• ABOUT THIS TASK: Look through the data below and return each line where "ChargeResult" appears.

• THE DATA:
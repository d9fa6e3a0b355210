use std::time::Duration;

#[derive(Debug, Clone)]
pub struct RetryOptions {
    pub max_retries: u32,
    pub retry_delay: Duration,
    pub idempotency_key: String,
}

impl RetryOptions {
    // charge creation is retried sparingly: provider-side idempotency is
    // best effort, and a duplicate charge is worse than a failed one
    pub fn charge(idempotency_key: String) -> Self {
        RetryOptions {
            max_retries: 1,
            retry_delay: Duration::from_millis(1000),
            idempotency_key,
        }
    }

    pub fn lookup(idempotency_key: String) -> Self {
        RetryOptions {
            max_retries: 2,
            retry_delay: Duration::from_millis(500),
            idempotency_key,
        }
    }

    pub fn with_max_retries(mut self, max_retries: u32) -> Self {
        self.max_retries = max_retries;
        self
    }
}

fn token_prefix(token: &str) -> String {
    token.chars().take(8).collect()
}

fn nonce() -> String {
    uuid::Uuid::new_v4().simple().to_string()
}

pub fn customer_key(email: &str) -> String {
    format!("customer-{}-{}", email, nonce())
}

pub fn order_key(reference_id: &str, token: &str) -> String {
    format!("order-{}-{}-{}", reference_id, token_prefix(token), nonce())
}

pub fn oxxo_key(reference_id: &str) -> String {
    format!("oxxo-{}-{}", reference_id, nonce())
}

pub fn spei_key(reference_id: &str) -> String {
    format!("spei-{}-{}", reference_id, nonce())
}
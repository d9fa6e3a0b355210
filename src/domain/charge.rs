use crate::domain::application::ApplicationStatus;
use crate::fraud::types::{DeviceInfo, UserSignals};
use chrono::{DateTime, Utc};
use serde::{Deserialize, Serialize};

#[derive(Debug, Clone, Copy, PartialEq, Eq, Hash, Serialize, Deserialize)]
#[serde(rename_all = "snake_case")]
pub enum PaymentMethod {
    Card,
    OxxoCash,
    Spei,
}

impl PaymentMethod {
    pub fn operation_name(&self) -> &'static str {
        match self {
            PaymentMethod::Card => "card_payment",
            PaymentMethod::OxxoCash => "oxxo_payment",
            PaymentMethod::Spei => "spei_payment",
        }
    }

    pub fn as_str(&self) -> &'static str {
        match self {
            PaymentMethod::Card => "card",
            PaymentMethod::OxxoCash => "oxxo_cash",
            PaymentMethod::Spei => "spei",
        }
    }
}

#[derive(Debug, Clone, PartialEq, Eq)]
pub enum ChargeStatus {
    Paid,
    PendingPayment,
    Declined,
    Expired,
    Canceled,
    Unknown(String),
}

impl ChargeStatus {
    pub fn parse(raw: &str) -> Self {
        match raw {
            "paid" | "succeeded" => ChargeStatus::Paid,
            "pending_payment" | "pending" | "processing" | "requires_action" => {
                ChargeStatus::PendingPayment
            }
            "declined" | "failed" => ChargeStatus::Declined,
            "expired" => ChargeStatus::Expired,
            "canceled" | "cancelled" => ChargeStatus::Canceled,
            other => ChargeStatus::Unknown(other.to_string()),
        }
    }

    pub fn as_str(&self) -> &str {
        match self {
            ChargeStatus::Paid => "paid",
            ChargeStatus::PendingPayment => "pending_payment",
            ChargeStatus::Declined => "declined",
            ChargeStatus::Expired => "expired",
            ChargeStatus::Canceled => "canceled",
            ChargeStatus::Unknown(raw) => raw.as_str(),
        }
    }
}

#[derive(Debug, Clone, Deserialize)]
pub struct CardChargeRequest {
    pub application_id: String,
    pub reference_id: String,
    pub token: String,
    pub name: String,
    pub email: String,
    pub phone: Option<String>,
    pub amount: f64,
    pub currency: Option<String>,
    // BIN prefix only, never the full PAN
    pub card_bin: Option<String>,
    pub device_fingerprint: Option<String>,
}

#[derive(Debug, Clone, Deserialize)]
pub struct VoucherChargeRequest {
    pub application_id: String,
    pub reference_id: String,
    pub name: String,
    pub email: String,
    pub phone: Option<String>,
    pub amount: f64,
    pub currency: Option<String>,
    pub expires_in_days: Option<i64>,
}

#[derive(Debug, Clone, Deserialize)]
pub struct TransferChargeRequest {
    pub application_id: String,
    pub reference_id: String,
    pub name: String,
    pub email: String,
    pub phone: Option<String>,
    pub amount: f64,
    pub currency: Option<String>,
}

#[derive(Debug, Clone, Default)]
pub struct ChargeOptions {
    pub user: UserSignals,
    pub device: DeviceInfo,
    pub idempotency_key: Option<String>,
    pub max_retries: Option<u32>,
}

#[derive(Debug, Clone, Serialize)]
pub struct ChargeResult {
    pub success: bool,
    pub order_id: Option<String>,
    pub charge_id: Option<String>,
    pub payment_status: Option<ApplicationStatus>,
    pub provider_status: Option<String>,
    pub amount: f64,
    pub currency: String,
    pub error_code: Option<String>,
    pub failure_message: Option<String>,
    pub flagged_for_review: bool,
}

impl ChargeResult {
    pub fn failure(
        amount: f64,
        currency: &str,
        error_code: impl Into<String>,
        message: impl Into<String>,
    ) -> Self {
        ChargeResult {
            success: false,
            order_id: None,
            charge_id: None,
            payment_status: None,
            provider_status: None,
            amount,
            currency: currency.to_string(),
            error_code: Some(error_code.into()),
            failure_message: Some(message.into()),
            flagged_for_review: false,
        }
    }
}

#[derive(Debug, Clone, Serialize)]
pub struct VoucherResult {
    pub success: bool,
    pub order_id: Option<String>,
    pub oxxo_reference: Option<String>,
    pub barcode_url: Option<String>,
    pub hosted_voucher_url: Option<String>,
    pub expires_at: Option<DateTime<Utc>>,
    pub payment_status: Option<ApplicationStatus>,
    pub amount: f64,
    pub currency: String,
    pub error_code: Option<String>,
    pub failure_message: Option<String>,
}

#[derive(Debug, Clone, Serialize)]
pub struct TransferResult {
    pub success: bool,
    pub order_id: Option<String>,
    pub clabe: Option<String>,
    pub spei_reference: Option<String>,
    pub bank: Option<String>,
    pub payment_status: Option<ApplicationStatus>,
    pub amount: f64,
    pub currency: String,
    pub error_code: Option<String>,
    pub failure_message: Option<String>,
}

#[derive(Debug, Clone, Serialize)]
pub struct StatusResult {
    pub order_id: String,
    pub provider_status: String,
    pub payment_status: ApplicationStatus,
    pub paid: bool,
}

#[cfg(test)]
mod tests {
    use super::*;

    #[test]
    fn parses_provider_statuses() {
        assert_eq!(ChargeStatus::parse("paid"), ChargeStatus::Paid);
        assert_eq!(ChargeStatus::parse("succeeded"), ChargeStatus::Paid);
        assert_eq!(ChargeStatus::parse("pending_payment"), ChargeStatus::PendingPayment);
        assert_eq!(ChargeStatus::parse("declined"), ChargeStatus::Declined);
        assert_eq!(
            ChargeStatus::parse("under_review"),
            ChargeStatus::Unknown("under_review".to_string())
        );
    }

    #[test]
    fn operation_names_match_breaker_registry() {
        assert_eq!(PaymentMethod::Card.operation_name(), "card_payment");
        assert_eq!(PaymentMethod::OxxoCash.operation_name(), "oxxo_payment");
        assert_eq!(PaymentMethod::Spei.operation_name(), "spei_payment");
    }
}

• YOUR RESPONSE:
pub struct ChargeResult {
impl ChargeResult {
        ChargeResult {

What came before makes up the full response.